## Record extracts
• • • •

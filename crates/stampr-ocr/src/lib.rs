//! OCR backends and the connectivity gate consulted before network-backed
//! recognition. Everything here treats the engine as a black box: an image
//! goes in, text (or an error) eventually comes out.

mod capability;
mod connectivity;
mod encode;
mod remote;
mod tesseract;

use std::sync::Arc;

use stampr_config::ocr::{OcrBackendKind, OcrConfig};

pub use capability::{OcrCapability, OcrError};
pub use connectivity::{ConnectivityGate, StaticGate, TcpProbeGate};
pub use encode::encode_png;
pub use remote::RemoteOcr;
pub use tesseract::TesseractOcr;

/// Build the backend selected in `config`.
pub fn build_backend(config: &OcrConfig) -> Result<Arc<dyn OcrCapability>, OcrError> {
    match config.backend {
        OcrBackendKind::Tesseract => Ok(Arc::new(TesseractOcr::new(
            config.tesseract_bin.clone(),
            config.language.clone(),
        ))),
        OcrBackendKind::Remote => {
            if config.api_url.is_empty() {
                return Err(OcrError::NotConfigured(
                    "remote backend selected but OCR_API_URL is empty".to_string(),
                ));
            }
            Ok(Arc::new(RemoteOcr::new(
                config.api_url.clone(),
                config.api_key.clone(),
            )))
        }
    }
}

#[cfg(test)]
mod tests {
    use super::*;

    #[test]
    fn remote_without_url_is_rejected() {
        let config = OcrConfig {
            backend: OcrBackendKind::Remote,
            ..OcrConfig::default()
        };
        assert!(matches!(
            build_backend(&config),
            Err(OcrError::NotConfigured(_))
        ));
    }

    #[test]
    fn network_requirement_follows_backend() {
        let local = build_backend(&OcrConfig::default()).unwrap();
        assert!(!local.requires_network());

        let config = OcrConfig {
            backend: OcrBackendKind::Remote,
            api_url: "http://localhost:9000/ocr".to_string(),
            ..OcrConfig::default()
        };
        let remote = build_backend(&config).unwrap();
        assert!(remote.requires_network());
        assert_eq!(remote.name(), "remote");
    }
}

• • • •

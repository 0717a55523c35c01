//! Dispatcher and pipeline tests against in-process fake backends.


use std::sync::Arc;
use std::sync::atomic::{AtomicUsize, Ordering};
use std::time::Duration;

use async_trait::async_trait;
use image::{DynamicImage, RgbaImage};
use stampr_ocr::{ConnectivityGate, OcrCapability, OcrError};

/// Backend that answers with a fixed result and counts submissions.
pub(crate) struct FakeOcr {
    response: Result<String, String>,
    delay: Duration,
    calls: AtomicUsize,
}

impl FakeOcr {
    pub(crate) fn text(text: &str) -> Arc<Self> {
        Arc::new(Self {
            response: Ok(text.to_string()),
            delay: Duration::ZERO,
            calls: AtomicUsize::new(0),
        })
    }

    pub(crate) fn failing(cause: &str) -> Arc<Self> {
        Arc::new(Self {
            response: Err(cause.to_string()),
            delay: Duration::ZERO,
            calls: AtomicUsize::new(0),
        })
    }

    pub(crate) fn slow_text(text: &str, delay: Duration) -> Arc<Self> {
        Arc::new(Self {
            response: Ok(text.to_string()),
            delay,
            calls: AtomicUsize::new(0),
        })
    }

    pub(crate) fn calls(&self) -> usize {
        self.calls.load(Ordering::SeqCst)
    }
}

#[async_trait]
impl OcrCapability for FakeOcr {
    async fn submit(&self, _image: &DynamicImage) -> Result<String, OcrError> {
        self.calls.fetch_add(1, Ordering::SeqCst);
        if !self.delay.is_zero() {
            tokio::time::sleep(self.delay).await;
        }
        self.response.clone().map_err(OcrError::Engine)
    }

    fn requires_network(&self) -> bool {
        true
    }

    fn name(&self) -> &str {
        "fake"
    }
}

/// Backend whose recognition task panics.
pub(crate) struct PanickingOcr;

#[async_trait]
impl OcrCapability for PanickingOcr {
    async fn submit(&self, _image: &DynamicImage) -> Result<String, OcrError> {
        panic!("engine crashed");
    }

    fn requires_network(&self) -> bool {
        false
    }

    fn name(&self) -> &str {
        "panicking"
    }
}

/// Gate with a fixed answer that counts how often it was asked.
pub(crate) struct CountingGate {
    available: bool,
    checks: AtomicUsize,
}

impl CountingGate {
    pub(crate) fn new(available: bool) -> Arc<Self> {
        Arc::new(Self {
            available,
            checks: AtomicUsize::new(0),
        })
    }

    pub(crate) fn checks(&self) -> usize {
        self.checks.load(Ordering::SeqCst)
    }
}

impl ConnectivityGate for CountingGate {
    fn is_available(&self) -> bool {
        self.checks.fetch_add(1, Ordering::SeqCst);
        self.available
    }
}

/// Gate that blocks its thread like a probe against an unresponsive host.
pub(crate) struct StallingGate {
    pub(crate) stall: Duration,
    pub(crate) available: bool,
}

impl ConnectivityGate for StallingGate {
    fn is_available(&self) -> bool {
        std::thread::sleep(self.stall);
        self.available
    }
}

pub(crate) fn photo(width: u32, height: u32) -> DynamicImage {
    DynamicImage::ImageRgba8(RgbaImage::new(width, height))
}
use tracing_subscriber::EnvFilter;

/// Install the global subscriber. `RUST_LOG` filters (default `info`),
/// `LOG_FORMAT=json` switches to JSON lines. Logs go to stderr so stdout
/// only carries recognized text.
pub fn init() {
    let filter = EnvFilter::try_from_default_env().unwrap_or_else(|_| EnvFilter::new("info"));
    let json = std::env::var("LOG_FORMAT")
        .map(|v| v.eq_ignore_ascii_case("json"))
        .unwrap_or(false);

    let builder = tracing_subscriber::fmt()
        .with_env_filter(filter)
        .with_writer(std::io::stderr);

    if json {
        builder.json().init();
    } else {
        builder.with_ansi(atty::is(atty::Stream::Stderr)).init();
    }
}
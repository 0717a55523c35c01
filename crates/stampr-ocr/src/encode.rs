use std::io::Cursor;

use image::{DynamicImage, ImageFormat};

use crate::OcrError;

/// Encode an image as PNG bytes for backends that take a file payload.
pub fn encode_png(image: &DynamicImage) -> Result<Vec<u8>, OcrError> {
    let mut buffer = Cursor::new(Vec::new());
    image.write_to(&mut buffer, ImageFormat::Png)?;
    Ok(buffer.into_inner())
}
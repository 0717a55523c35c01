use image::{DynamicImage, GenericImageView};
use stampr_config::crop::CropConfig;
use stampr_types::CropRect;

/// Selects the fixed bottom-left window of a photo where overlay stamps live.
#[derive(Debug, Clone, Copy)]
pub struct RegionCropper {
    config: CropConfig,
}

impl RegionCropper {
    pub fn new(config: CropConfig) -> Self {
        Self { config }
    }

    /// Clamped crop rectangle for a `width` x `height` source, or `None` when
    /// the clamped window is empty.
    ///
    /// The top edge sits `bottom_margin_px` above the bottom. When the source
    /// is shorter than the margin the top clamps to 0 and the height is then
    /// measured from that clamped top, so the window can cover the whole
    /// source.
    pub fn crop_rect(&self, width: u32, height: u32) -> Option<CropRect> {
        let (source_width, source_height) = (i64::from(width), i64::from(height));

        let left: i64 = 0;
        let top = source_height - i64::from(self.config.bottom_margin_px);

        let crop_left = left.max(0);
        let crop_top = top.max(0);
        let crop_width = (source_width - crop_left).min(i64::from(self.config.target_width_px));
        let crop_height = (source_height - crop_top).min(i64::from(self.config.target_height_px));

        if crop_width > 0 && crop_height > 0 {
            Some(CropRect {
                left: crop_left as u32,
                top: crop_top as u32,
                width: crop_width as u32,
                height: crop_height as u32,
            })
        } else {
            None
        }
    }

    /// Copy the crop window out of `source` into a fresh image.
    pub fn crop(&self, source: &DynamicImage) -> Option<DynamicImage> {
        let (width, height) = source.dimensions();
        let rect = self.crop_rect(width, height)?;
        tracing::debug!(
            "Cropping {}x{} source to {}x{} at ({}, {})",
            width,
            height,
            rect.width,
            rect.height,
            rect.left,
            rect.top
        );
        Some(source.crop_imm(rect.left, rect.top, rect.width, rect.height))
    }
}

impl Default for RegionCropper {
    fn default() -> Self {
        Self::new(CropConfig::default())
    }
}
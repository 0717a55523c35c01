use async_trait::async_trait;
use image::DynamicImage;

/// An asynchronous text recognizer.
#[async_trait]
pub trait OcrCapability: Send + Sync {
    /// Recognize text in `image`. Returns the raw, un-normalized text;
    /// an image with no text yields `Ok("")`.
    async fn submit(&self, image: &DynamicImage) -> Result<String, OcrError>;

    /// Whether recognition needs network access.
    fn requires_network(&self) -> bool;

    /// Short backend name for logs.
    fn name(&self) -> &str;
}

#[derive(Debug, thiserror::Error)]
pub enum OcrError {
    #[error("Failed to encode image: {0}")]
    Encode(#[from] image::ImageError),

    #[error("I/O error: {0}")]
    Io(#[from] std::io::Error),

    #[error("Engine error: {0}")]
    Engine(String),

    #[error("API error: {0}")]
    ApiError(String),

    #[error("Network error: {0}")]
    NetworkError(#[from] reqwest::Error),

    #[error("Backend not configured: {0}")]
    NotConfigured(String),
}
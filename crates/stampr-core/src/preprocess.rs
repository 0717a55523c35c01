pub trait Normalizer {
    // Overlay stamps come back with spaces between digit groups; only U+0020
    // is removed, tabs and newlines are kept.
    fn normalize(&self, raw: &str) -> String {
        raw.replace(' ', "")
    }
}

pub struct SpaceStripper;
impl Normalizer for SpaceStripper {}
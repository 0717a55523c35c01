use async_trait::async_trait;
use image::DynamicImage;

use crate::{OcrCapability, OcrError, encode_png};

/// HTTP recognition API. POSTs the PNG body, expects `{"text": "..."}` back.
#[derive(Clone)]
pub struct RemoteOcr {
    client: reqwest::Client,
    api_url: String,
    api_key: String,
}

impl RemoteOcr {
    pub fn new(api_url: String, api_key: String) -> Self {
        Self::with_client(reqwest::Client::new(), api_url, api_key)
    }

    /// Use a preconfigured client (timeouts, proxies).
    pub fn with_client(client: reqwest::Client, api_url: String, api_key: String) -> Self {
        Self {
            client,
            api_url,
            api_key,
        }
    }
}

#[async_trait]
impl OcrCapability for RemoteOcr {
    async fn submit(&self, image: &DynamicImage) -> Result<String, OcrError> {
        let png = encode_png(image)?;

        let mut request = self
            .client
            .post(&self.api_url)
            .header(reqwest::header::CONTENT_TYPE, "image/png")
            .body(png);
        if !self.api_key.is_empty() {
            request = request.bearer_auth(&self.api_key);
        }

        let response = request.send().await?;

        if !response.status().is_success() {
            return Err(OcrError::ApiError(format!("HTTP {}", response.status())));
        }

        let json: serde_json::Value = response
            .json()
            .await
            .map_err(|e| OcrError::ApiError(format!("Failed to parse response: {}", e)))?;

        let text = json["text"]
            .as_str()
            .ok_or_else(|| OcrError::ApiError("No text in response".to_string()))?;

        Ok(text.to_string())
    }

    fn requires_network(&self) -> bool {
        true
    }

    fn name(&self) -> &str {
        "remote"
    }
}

• • • •

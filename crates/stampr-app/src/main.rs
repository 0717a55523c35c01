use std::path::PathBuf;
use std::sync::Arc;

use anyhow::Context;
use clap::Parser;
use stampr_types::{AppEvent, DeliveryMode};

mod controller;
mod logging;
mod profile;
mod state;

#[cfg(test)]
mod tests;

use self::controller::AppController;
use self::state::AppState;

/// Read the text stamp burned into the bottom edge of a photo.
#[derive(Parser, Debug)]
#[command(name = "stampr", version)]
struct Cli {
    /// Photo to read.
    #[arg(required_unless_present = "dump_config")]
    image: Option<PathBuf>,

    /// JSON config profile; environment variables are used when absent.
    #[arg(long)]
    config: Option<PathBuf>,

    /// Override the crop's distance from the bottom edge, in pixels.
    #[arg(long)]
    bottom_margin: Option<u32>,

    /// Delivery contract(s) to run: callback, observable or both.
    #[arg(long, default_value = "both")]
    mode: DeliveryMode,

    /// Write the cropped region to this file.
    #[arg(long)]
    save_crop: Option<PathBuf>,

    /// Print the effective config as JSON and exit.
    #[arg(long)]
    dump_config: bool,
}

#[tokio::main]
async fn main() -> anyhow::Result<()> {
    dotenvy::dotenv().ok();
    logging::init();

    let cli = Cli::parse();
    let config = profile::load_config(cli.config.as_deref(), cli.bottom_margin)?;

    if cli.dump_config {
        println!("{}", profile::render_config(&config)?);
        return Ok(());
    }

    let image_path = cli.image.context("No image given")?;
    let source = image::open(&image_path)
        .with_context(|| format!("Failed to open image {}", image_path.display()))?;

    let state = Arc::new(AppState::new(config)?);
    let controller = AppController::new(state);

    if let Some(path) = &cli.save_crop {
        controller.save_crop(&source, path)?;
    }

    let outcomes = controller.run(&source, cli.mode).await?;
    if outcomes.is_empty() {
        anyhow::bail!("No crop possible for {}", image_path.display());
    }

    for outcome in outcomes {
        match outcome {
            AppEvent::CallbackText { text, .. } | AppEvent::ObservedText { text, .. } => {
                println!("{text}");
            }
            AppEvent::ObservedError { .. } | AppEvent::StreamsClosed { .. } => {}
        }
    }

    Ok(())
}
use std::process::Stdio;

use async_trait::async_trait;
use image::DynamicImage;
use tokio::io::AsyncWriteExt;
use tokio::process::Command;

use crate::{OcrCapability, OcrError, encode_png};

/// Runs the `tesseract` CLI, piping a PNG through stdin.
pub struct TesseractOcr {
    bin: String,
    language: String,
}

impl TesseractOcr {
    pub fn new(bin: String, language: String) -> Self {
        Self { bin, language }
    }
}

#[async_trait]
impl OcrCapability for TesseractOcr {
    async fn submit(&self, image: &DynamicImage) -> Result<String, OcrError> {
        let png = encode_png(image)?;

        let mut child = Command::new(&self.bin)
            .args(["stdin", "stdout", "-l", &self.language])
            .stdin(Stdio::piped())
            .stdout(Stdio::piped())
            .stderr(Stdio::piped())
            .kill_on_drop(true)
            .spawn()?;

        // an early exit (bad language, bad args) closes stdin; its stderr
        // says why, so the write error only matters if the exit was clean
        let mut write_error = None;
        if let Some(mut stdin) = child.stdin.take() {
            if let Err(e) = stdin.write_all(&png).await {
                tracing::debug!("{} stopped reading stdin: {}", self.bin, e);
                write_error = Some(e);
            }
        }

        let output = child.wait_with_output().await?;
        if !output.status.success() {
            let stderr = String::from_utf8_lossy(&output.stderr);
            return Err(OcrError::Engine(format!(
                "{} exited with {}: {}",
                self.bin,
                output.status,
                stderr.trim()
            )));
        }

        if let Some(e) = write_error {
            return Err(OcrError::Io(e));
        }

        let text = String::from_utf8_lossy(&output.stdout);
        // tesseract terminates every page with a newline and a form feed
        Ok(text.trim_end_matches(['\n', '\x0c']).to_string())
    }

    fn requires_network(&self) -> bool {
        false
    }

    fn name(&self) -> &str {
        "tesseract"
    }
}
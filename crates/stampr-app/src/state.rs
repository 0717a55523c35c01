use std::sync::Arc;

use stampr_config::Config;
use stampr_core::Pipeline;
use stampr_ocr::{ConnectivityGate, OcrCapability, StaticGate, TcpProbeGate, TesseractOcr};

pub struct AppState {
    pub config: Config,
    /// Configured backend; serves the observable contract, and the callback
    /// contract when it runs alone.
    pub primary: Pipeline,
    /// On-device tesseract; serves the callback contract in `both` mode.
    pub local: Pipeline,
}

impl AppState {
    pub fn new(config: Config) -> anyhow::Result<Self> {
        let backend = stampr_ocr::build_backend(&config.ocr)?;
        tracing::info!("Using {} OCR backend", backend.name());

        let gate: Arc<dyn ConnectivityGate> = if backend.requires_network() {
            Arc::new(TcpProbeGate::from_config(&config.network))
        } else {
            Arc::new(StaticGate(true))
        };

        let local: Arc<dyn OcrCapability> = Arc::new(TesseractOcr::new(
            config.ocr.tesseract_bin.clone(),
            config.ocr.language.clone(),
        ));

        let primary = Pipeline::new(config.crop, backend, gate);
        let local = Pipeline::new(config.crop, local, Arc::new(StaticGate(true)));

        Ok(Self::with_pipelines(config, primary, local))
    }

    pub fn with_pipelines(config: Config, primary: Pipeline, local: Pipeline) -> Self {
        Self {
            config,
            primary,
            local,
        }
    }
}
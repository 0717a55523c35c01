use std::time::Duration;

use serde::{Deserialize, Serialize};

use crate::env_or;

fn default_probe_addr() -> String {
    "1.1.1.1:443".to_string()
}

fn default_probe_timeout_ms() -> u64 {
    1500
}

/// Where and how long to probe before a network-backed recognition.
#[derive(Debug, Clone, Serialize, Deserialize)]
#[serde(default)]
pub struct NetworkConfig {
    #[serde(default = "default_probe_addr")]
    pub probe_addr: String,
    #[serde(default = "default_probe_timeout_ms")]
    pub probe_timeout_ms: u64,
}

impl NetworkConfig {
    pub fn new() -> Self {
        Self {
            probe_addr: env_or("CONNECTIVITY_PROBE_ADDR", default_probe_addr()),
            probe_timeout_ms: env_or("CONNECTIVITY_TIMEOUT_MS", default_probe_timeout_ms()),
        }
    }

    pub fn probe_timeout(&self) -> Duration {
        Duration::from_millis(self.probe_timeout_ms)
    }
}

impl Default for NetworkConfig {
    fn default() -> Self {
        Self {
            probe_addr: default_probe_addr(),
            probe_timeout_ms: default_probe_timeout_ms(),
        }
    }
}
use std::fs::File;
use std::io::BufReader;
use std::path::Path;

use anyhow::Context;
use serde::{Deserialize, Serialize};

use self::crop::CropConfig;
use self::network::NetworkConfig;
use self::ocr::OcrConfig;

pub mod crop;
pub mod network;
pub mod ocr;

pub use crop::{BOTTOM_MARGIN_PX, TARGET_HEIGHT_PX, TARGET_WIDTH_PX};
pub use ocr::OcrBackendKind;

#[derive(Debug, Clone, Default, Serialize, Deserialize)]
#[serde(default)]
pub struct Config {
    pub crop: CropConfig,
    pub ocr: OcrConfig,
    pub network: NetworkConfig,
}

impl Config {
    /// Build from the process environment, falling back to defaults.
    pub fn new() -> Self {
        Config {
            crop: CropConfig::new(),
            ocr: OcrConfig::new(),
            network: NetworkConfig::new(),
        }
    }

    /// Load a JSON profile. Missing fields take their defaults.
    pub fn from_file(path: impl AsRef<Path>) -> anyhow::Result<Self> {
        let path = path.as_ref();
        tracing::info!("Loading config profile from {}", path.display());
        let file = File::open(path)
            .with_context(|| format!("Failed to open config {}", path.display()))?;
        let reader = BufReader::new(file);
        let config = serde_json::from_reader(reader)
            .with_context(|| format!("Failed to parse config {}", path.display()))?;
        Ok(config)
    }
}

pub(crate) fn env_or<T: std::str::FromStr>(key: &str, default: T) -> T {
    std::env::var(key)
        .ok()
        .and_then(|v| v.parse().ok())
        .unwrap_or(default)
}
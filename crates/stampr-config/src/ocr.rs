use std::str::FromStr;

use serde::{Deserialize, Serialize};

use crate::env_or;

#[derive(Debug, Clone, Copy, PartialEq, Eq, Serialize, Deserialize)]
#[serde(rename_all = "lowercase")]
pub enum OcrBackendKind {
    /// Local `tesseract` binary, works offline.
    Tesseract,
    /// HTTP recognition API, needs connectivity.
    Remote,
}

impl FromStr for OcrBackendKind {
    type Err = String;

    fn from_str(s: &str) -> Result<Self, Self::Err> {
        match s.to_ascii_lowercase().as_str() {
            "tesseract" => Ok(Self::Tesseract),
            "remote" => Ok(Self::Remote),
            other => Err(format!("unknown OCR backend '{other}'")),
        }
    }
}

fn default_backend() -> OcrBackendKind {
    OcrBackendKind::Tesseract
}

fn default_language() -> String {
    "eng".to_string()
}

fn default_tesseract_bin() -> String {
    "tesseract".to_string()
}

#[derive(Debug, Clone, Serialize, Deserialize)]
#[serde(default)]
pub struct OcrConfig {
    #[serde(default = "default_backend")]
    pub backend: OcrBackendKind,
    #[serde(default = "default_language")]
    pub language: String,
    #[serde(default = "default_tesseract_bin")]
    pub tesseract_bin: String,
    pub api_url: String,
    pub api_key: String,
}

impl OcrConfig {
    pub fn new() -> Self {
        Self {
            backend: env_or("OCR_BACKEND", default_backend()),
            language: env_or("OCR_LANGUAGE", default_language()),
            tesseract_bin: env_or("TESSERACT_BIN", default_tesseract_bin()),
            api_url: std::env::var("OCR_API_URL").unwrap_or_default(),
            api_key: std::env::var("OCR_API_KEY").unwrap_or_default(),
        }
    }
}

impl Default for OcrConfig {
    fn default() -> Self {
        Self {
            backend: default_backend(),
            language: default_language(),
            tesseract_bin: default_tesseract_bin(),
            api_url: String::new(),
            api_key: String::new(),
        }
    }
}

• • • •

Write out exactly the lines above from the line with "filename crates/stampr-ocr/src/lib.rs" through the line with "mod remote;", both of them included, and leave out all other lines.

## The answer
filename crates/stampr-ocr/src/lib.rs
//! OCR backends and the connectivity gate consulted before network-backed
//! recognition. Everything here treats the engine as a black box: an image
//! goes in, text (or an error) eventually comes out.

mod capability;
mod connectivity;
mod encode;
mod remote;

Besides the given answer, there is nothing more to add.